Louise Narbo

Corps et feuillets

La série "Corps et feuillets" met en correspondance le corps avec la page de papier sur laquelle on écrit quelques mots. Surface sensible de la peau comme une feuille où s’écrit une histoire. Carnets entrouverts et troublants comme un corps nu, abandonné au regard. Louise Narbo rassemble ainsi les outils qu'elle choisit pour avoir une image. En somme, elle se construit avec quelques prothèses : les mots et les photos.

Les voyages de la nuit

Il ne me reste de l’enfance qu’un souvenir d’ennui, une grande vacuité.
Très jeune, je fuguais quelquefois, mais j’ai compris qu’on me retrouverait toujours. Je me terrais alors dans le creux d’une chambre ou à sa fenêtre,
guettant le moindre événement qui pourrait me distraire. Je convoquais aussi les rêves de la nuit, car leur beauté m’impressionnait.

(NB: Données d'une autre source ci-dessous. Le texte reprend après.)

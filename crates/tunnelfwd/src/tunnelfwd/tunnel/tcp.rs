use std::net::SocketAddr;

use anyhow::Context;
use async_trait::async_trait;
use tokio::{net::TcpListener, sync::watch};

use crate::tunnelfwd::{
    net,
    tunnel::{Downstream, Tunnel, TunnelError},
};

/// Tunnel endpoint that receives tunneled sessions as plain TCP connections.
///
/// A relay agent connects here once per client session. The public URL is
/// whatever the relay advertises; without one, the local endpoint is reported.
pub struct TcpTunnel {
    ln: TcpListener,
    url: String,
    closed: watch::Sender<bool>,
}

impl TcpTunnel {
    pub async fn bind(addr: &str, public_url: Option<String>) -> anyhow::Result<Self> {
        let bind_addr = net::normalize_bind_addr(addr);
        let ln = TcpListener::bind(&*bind_addr)
            .await
            .with_context(|| format!("tunnel: bind {addr}"))?;
        let local = ln.local_addr().context("tunnel: local_addr")?;
        let url = public_url
            .map(|u| u.trim().to_string())
            .filter(|u| !u.is_empty())
            .unwrap_or_else(|| format!("tcp://{local}"));

        tracing::info!(listen_addr = %local, url = %url, "tunnel: listening");

        let (closed, _) = watch::channel(false);
        Ok(Self { ln, url, closed })
    }

    #[allow(dead_code)]
    pub fn local_addr(&self) -> Option<SocketAddr> {
        self.ln.local_addr().ok()
    }
}

#[async_trait]
impl Tunnel for TcpTunnel {
    async fn accept(&self) -> Result<Downstream, TunnelError> {
        let mut closed = self.closed.subscribe();
        if *closed.borrow_and_update() {
            return Err(TunnelError::Closed);
        }
        tokio::select! {
            // The only transition is false -> true.
            _ = closed.changed() => Err(TunnelError::Closed),
            res = self.ln.accept() => {
                let (c, peer) = res?;
                Ok(Downstream::new(c, peer.to_string()))
            }
        }
    }

    async fn close(&self) -> Result<(), TunnelError> {
        if self.closed.send_replace(true) {
            return Err(TunnelError::Closed);
        }
        tracing::debug!(url = %self.url, "tunnel: closed");
        Ok(())
    }

    fn url(&self) -> String {
        self.url.clone()
    }
}
use std::{
    sync::{
        Arc,
        atomic::{AtomicBool, Ordering},
    },
    time::Duration,
};

use tokio::{
    sync::watch,
    task::{JoinError, JoinSet},
};

use crate::tunnelfwd::{
    forward::{ForwardError, ForwardSummary, Forwarder},
    shutdown::{self, Shutdown},
    tunnel::{Tunnel, TunnelError},
};

const ACCEPT_BACKOFF_MIN: Duration = Duration::from_millis(100);
const ACCEPT_BACKOFF_MAX: Duration = Duration::from_secs(2);

/// Closes the tunnel at most once, whichever path gets there first.
pub struct TunnelCloser {
    tunnel: Arc<dyn Tunnel>,
    closed: AtomicBool,
}

impl TunnelCloser {
    pub fn new(tunnel: Arc<dyn Tunnel>) -> Self {
        Self {
            tunnel,
            closed: AtomicBool::new(false),
        }
    }

    /// Returns `true` if this call performed the close. Later calls are no-ops.
    pub async fn close(&self) -> bool {
        if self.closed.swap(true, Ordering::AcqRel) {
            return false;
        }
        match self.tunnel.close().await {
            Ok(()) => {}
            // Closed underneath us by the collaborator.
            Err(TunnelError::Closed) => {}
            Err(err) => tracing::warn!(err = %err, "lifecycle: closing tunnel failed"),
        }
        true
    }
}

#[derive(Debug, Clone, Copy, PartialEq, Eq)]
pub enum LoopState {
    Running,
    Draining,
    Stopped,
}

/// Why the accept loop stopped.
#[derive(Debug)]
pub enum LoopExit {
    /// Shutdown was requested.
    Shutdown,
    /// The tunnel closed without a shutdown request (e.g. the relay dropped it).
    TunnelLost,
}

type ForwardResult = Result<ForwardSummary, ForwardError>;

/// Forwarders that were dispatched and may still be running.
pub struct InFlight {
    tasks: JoinSet<ForwardResult>,
}

impl InFlight {
    pub fn new() -> Self {
        Self {
            tasks: JoinSet::new(),
        }
    }

    #[allow(dead_code)]
    pub fn len(&self) -> usize {
        self.tasks.len()
    }

    pub fn is_empty(&self) -> bool {
        self.tasks.is_empty()
    }

    async fn join_next(&mut self) -> Option<Result<ForwardResult, JoinError>> {
        self.tasks.join_next().await
    }

    /// Waits for in-flight forwarders, aborting whatever is left after `timeout`.
    /// A zero timeout waits indefinitely.
    pub async fn drain(&mut self, timeout: Duration) {
        if self.tasks.is_empty() {
            return;
        }
        tracing::info!(in_flight = self.tasks.len(), "lifecycle: draining connections");

        let drain = async {
            while let Some(res) = self.tasks.join_next().await {
                // Teardown: only panics are worth a line.
                if let Err(err) = res {
                    if err.is_panic() {
                        tracing::warn!(err = %err, "lifecycle: forwarder panicked");
                    }
                }
            }
        };

        if timeout == Duration::from_millis(0) {
            drain.await;
            return;
        }
        if tokio::time::timeout(timeout, drain).await.is_err() {
            tracing::warn!(
                remaining = self.tasks.len(),
                timeout = %humantime::format_duration(timeout),
                "lifecycle: drain timed out; aborting connections"
            );
            self.tasks.abort_all();
            while self.tasks.join_next().await.is_some() {}
        }
    }
}

impl Default for InFlight {
    fn default() -> Self {
        Self::new()
    }
}

/// Accepts tunneled connections and dispatches each to its own forwarder task.
pub struct AcceptLoop {
    tunnel: Arc<dyn Tunnel>,
    forwarder: Arc<Forwarder>,
    shutdown: Shutdown,
    state: LoopState,
}

impl AcceptLoop {
    pub fn new(tunnel: Arc<dyn Tunnel>, forwarder: Arc<Forwarder>, shutdown: Shutdown) -> Self {
        Self {
            tunnel,
            forwarder,
            shutdown,
            state: LoopState::Running,
        }
    }

    #[allow(dead_code)]
    pub fn state(&self) -> LoopState {
        self.state
    }

    /// Runs until shutdown, tunnel loss, or a fatal forward error.
    ///
    /// Dispatched forwarders are left in `in_flight`; the caller decides how
    /// long to wait for them.
    pub async fn run(&mut self, in_flight: &mut InFlight) -> Result<LoopExit, ForwardError> {
        if self.state != LoopState::Running {
            return Ok(LoopExit::Shutdown);
        }

        tracing::info!(url = %self.tunnel.url(), upstream = %self.forwarder.upstream(), "lifecycle: running");

        let res = self.accept_until_exit(in_flight).await;

        self.transition(LoopState::Draining);
        match &res {
            Ok(LoopExit::Shutdown) => tracing::info!("lifecycle: shutdown requested; stopped accepting"),
            Ok(LoopExit::TunnelLost) => tracing::error!("lifecycle: tunnel closed unexpectedly"),
            Err(err) => tracing::error!(err = %err, "lifecycle: fatal forward error"),
        }
        self.transition(LoopState::Stopped);
        res
    }

    async fn accept_until_exit(&self, in_flight: &mut InFlight) -> Result<LoopExit, ForwardError> {
        let mut shutdown_rx = self.shutdown.subscribe();
        let mut backoff = ACCEPT_BACKOFF_MIN;

        loop {
            if self.shutdown.is_triggered() {
                return Ok(LoopExit::Shutdown);
            }

            tokio::select! {
                _ = shutdown::wait(&mut shutdown_rx) => return Ok(LoopExit::Shutdown),
                Some(res) = in_flight.join_next(), if !in_flight.is_empty() => {
                    reap(res)?;
                }
                res = self.tunnel.accept() => match res {
                    Ok(down) => {
                        backoff = ACCEPT_BACKOFF_MIN;
                        tracing::debug!(origin = %down.origin, "lifecycle: accepted");
                        let fwd = self.forwarder.clone();
                        let rx = self.shutdown.subscribe();
                        in_flight.tasks.spawn(async move { fwd.forward(down, rx).await });
                    }
                    Err(TunnelError::Closed) => {
                        if self.shutdown.is_triggered() {
                            return Ok(LoopExit::Shutdown);
                        }
                        return Ok(LoopExit::TunnelLost);
                    }
                    Err(err) => {
                        tracing::warn!(
                            err = %err,
                            backoff = %humantime::format_duration(backoff),
                            "lifecycle: failed to accept connection; retrying"
                        );
                        if let Some(exit) = pause(backoff, in_flight, &mut shutdown_rx).await? {
                            return Ok(exit);
                        }
                        backoff = (backoff * 2).min(ACCEPT_BACKOFF_MAX);
                    }
                }
            }
        }
    }

    fn transition(&mut self, next: LoopState) {
        if self.state == next {
            return;
        }
        tracing::debug!(from = ?self.state, to = ?next, "lifecycle: state");
        self.state = next;
    }
}

/// Sleeps for `delay`, still reaping forwarders that finish meanwhile.
/// Returns early on shutdown or on a fatal forward error.
async fn pause(
    delay: Duration,
    in_flight: &mut InFlight,
    shutdown_rx: &mut watch::Receiver<bool>,
) -> Result<Option<LoopExit>, ForwardError> {
    let sleep = tokio::time::sleep(delay);
    tokio::pin!(sleep);
    loop {
        tokio::select! {
            _ = shutdown::wait(shutdown_rx) => return Ok(Some(LoopExit::Shutdown)),
            Some(res) = in_flight.join_next(), if !in_flight.is_empty() => reap(res)?,
            _ = &mut sleep => return Ok(None),
        }
    }
}

fn reap(res: Result<ForwardResult, JoinError>) -> Result<(), ForwardError> {
    match res {
        Ok(Ok(_summary)) => Ok(()),
        Ok(Err(err)) => Err(err),
        Err(err) => {
            if err.is_panic() {
                tracing::warn!(err = %err, "lifecycle: forwarder panicked");
            }
            Ok(())
        }
    }
}
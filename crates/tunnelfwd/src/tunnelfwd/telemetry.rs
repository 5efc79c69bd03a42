use std::{
    net::SocketAddr,
    sync::atomic::{AtomicU64, Ordering},
};

use anyhow::Context;
use metrics_exporter_prometheus::PrometheusBuilder;

/// Installs the Prometheus recorder for the `metrics` crate and serves the
/// exposition format on `addr`.
///
/// Must be called once per process, from within the runtime.
pub fn init_prometheus(addr: SocketAddr) -> anyhow::Result<()> {
    PrometheusBuilder::new()
        .with_http_listener(addr)
        .install()
        .context("metrics: install Prometheus exporter")?;
    tracing::info!(metrics_addr = %addr, "metrics: listening");
    Ok(())
}

pub fn new_conn_id() -> String {
    static SEQ: AtomicU64 = AtomicU64::new(1);
    let n = SEQ.fetch_add(1, Ordering::Relaxed);
    format!("c{n}")
}

/// Tracks one forwarded connection in the active gauge.
pub struct ActiveConnGuard;

impl ActiveConnGuard {
    pub fn new() -> Self {
        metrics::counter!("tunnelfwd_connections_total").increment(1);
        metrics::gauge!("tunnelfwd_active_connections").increment(1.0);
        Self
    }
}

impl Drop for ActiveConnGuard {
    fn drop(&mut self) {
        metrics::gauge!("tunnelfwd_active_connections").decrement(1.0);
    }
}

pub fn record_dial_failure() {
    metrics::counter!("tunnelfwd_dial_failures_total").increment(1);
}

pub fn record_relay_bytes(downstream_to_upstream: u64, upstream_to_downstream: u64) {
    metrics::counter!("tunnelfwd_bytes_upstream_total").increment(downstream_to_upstream);
    metrics::counter!("tunnelfwd_bytes_downstream_total").increment(upstream_to_downstream);
}
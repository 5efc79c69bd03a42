use async_trait::async_trait;
use thiserror::Error;

pub mod tcp;

/// A bidirectional async byte stream.
///
/// Trait objects can only have a single non-auto "principal" trait, so
/// `AsyncRead + AsyncWrite` is wrapped into one.
pub trait AsyncStream: tokio::io::AsyncRead + tokio::io::AsyncWrite {}
impl<T> AsyncStream for T where T: tokio::io::AsyncRead + tokio::io::AsyncWrite + ?Sized {}

pub type BoxedStream = Box<dyn AsyncStream + Unpin + Send>;

#[derive(Debug, Error)]
pub enum TunnelError {
    /// The handle was closed, locally or by the remote relay.
    #[error("tunnel closed")]
    Closed,
    #[error("io: {0}")]
    Io(#[from] std::io::Error),
    #[error("{0}")]
    Other(String),
}

impl TunnelError {
    #[allow(dead_code)]
    pub fn is_closed(&self) -> bool {
        matches!(self, TunnelError::Closed)
    }
}

/// One tunneled client session.
pub struct Downstream {
    pub stream: BoxedStream,
    /// Where the session came from, for logs. Free-form.
    pub origin: String,
}

impl Downstream {
    pub fn new<S>(stream: S, origin: impl Into<String>) -> Self
    where
        S: AsyncStream + Unpin + Send + 'static,
    {
        Self {
            stream: Box::new(stream),
            origin: origin.into(),
        }
    }
}

impl std::fmt::Debug for Downstream {
    fn fmt(&self, f: &mut std::fmt::Formatter<'_>) -> std::fmt::Result {
        f.debug_struct("Downstream")
            .field("origin", &self.origin)
            .finish_non_exhaustive()
    }
}

/// The established tunnel as seen by the forwarding engine.
///
/// How the tunnel was negotiated with the remote relay is up to the
/// implementation. `accept` must return [`TunnelError::Closed`] once the
/// handle is closed, and must be cancel-safe.
#[async_trait]
pub trait Tunnel: Send + Sync {
    async fn accept(&self) -> Result<Downstream, TunnelError>;
    /// Closing an already closed handle returns [`TunnelError::Closed`].
    async fn close(&self) -> Result<(), TunnelError>;
    fn url(&self) -> String;
}
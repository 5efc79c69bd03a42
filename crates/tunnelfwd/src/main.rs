mod tunnelfwd;

use clap::{CommandFactory, Parser, error::ErrorKind};

#[derive(Debug, Parser)]
#[command(
    name = "tunnelfwd",
    version,
    about = "tunnelfwd - forward tunneled connections to a local service"
)]
struct Cli {
    /// Path to a config file (.toml/.yaml/.yml). Flags given on the command line override its values.
    #[arg(long, env = "TUNNELFWD_CONFIG")]
    config: Option<std::path::PathBuf>,

    #[command(flatten)]
    flags: tunnelfwd::config::Flags,
}

#[tokio::main]
async fn main() -> anyhow::Result<()> {
    let cli = Cli::parse();
    let cfg = match tunnelfwd::config::load(cli.config.as_deref(), &cli.flags) {
        Ok(cfg) => cfg,
        Err(err) => Cli::command()
            .error(ErrorKind::ValueValidation, format!("{err:#}"))
            .exit(),
    };
    tunnelfwd::run(cfg).await
}
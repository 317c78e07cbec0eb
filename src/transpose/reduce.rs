//! The reducer: rebuild one transposed line from an unordered group

use super::map::DELIMITER;
use super::types::{CellDescriptor, Group, OutputRecord};
use crate::error::{PivotError, Result};
use serde::{Deserialize, Serialize};
use std::collections::HashSet;

/// How long a reconstructed line is
#[derive(Debug, Clone, Copy, PartialEq, Eq, Default, Serialize, Deserialize)]
#[serde(rename_all = "snake_case", tag = "kind")]
pub enum SizingPolicy {
    /// Only as long as the highest row index present in the group.
    /// Rows missing at the end of a column contribute no trailing fields.
    #[default]
    Sparse,
    /// Exactly `total_rows` fields, holes filled with empty fields
    Padded { total_rows: usize },
}

/// Reassemble one column of the source table into an output line
///
/// Each member is placed at its `original_row_index`. Rows with no member
/// below the highest index present become empty fields; nothing is added
/// after the highest index. Member order does not affect the result. If
/// two members claim the same row the later one wins; use
/// [`reduce_group`] to reject that instead.
///
/// # Examples
///
/// ```
/// use csv_pivot::transpose::{reduce, CellDescriptor};
///
/// let members = vec![
///     CellDescriptor::new(3, "Tracy"),
///     CellDescriptor::new(0, "Name"),
///     CellDescriptor::new(2, "Suse"),
///     CellDescriptor::new(1, "Dan"),
/// ];
/// assert_eq!(reduce(0, &members).text, "Name,Dan,Suse,Tracy");
/// ```
pub fn reduce(column_key: usize, members: &[CellDescriptor]) -> OutputRecord {
    // TODO: the sparse width silently drops trailing short rows; switch the
    // default to Padded once callers always know the row count.
    let width = sparse_width(members);

    OutputRecord::new(column_key, join_slots(&place(members, width)))
}

/// One past the highest row index among `members`
fn sparse_width(members: &[CellDescriptor]) -> usize {
    members
        .iter()
        .map(|m| m.original_row_index.saturating_add(1))
        .max()
        .unwrap_or(0)
}

/// Reassemble a column padded to an explicit row count
///
/// Fails when a member sits at or beyond `total_rows`.
pub fn reduce_padded(
    column_key: usize,
    members: &[CellDescriptor],
    total_rows: usize,
) -> Result<OutputRecord> {
    if let Some(m) = members.iter().find(|m| m.original_row_index >= total_rows) {
        return Err(PivotError::row_out_of_range(
            column_key,
            m.original_row_index,
            total_rows,
        ));
    }

    Ok(OutputRecord::new(
        column_key,
        join_slots(&place(members, total_rows)),
    ))
}

/// Checked reduction of a group produced by a shuffle collaborator
///
/// Rejects groups that could not have come from a correct shuffle: a
/// group without members, or two cells for the same row.
pub fn reduce_group(group: &Group, policy: SizingPolicy) -> Result<OutputRecord> {
    if group.is_empty() {
        return Err(PivotError::empty_group(group.key));
    }

    let mut seen = HashSet::with_capacity(group.len());
    for member in &group.members {
        if !seen.insert(member.original_row_index) {
            return Err(PivotError::duplicate_row(
                group.key,
                member.original_row_index,
            ));
        }
    }

    match policy {
        SizingPolicy::Sparse => Ok(reduce(group.key, &group.members)),
        SizingPolicy::Padded { total_rows } => {
            reduce_padded(group.key, &group.members, total_rows)
        }
    }
}

fn place(members: &[CellDescriptor], width: usize) -> Vec<Option<&str>> {
    let mut slots = vec![None; width];
    for member in members {
        if let Some(slot) = slots.get_mut(member.original_row_index) {
            *slot = Some(member.content.as_str());
        }
    }
    slots
}

fn join_slots(slots: &[Option<&str>]) -> String {
    let mut line = String::new();
    for (i, slot) in slots.iter().enumerate() {
        if i > 0 {
            line.push(DELIMITER);
        }
        line.push_str(slot.unwrap_or_default());
    }
    line
}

J’ai essayé de capter quelques images de ces rêves récurrents.
Parfois, des pensées émergent dans le sommeil. Des mots comme des bulles éclatent à la surface de la conscience. Photographier pour tenter de revoir, dans la nuit du labo, ces paysages improbables, cette fantaisie. Tenter de retrouver, les yeux ouverts, ces scènes de la vie intérieure.

Cette série se situe après un travail ou le texte était extérieur à la photographie. Avec « Les voyages de la nuit », les mots rentrent dans l’image. Ils s’y logent, insaisissables comme le souvenir. L’image est vacillante. Des formes se superposent, se condensent, jouent en miroir.